Reproduce the entries shown below only from the line with "repository eff41098fa4a5c0c" down to the line with "async fn lists_every_built_in_template()", keeping both end lines and copying each one exactly.

---------- SUPPLIED ENTRIES ----------

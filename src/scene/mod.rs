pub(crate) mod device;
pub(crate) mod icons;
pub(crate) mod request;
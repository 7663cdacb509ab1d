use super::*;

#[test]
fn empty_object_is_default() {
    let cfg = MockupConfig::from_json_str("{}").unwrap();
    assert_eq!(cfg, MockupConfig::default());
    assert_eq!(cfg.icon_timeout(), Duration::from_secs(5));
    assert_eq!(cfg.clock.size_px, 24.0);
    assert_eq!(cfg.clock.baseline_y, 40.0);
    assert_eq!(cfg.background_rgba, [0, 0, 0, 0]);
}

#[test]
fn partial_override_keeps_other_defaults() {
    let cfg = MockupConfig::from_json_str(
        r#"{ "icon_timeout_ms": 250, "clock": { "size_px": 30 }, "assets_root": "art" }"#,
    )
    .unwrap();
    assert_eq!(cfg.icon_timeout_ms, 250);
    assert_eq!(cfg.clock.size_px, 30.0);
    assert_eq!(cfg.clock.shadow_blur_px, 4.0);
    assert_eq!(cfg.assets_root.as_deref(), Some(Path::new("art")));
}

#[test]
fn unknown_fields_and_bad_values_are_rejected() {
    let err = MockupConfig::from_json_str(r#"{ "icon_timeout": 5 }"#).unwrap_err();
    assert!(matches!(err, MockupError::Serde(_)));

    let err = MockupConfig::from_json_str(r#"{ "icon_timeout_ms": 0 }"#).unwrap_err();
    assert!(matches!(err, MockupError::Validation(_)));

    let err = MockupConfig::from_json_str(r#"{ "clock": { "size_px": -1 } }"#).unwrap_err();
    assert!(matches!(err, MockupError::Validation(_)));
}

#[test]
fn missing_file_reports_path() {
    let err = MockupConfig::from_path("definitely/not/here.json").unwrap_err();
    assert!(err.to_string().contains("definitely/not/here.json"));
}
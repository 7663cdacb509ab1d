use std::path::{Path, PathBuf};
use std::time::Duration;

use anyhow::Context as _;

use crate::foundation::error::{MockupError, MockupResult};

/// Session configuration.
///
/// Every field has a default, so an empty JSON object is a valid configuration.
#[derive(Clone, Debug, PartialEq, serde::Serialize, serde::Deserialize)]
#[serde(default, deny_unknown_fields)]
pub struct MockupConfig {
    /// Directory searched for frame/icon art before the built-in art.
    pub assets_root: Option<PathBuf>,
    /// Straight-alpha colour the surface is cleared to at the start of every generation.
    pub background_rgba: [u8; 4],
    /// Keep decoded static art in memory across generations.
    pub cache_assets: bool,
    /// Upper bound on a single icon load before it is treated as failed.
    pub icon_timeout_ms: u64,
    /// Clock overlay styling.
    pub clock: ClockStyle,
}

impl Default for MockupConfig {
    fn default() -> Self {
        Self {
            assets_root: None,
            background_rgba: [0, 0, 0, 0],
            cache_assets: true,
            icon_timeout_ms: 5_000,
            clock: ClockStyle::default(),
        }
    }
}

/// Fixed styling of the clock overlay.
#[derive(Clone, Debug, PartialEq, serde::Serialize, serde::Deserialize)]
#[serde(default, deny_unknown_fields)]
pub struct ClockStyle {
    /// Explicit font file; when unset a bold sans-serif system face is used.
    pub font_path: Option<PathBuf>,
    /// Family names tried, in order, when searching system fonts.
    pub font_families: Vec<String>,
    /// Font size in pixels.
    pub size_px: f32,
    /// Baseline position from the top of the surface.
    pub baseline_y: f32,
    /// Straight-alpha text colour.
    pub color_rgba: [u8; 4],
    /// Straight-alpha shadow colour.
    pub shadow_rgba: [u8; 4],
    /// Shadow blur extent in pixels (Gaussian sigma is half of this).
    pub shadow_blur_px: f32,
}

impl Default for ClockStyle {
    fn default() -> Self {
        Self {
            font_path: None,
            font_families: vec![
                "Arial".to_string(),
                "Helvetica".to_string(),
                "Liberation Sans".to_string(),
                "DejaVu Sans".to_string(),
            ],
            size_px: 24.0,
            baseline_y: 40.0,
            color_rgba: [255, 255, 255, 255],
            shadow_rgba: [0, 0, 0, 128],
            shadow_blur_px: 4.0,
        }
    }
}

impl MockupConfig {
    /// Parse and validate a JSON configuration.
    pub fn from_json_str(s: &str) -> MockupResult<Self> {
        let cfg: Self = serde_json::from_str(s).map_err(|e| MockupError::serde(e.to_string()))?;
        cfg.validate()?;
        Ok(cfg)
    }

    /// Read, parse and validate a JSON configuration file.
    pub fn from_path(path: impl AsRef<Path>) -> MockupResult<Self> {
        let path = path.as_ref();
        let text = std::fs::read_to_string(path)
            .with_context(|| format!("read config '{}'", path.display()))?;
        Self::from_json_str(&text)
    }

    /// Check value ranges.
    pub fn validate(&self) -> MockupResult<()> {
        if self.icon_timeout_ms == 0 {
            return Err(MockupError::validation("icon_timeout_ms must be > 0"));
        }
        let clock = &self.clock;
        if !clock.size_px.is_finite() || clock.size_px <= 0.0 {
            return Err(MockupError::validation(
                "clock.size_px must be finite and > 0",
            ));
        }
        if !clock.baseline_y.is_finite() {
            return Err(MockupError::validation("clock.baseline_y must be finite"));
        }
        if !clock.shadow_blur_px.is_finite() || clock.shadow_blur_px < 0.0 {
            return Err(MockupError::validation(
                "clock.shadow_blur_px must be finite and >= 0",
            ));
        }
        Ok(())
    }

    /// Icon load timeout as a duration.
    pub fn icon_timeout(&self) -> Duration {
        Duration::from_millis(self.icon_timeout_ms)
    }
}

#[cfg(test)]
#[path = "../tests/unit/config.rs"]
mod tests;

----------
---------- SUPPLIED ENTRIES ----------

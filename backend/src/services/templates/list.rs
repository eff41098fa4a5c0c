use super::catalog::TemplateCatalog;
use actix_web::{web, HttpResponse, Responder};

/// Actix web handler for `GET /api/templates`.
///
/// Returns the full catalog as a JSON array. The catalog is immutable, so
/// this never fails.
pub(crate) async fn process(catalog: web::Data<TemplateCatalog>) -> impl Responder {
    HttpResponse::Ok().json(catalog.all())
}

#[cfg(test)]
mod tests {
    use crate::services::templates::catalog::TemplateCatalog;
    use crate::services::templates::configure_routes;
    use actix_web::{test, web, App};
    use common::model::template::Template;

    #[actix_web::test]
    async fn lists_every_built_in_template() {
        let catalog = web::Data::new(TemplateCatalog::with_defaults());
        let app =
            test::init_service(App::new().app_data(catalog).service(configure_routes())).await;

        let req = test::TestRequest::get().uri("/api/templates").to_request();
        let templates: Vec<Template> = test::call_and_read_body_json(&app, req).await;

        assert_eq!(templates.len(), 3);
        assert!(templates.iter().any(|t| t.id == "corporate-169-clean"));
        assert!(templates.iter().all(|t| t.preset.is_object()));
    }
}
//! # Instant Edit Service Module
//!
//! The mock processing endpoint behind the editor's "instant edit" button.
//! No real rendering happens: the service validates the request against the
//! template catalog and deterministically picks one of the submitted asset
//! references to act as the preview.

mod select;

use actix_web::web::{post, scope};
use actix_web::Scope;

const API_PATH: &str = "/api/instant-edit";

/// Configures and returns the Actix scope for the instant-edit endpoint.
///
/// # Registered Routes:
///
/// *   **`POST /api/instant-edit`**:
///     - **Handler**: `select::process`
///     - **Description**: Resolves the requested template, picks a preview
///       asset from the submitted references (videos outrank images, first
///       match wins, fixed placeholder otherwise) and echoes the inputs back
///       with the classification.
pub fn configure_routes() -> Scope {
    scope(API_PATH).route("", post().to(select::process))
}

----------
---------- SUPPLIED ENTRIES ----------

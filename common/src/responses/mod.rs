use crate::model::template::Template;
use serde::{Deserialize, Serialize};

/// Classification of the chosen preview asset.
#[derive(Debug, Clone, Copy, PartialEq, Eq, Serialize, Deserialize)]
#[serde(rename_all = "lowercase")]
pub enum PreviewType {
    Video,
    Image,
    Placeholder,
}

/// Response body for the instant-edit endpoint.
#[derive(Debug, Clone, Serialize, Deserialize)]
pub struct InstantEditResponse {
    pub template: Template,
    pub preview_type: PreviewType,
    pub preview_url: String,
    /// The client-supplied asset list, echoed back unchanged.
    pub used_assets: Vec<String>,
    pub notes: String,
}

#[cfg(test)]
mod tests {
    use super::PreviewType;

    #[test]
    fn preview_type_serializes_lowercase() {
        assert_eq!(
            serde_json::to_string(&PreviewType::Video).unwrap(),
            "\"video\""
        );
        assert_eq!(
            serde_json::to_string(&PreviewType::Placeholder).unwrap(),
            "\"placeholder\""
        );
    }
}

----------

**EXERCISE RESPONSE:**
repository eff41098fa4a5c0c
use super::catalog::TemplateCatalog;
use actix_web::{web, HttpResponse, Responder};

/// Actix web handler for `GET /api/templates`.
///
/// Returns the full catalog as a JSON array. The catalog is immutable, so
/// this never fails.
pub(crate) async fn process(catalog: web::Data<TemplateCatalog>) -> impl Responder {
    HttpResponse::Ok().json(catalog.all())
}

#[cfg(test)]
mod tests {
    use crate::services::templates::catalog::TemplateCatalog;
    use crate::services::templates::configure_routes;
    use actix_web::{test, web, App};
    use common::model::template::Template;

    #[actix_web::test]
    async fn lists_every_built_in_template() {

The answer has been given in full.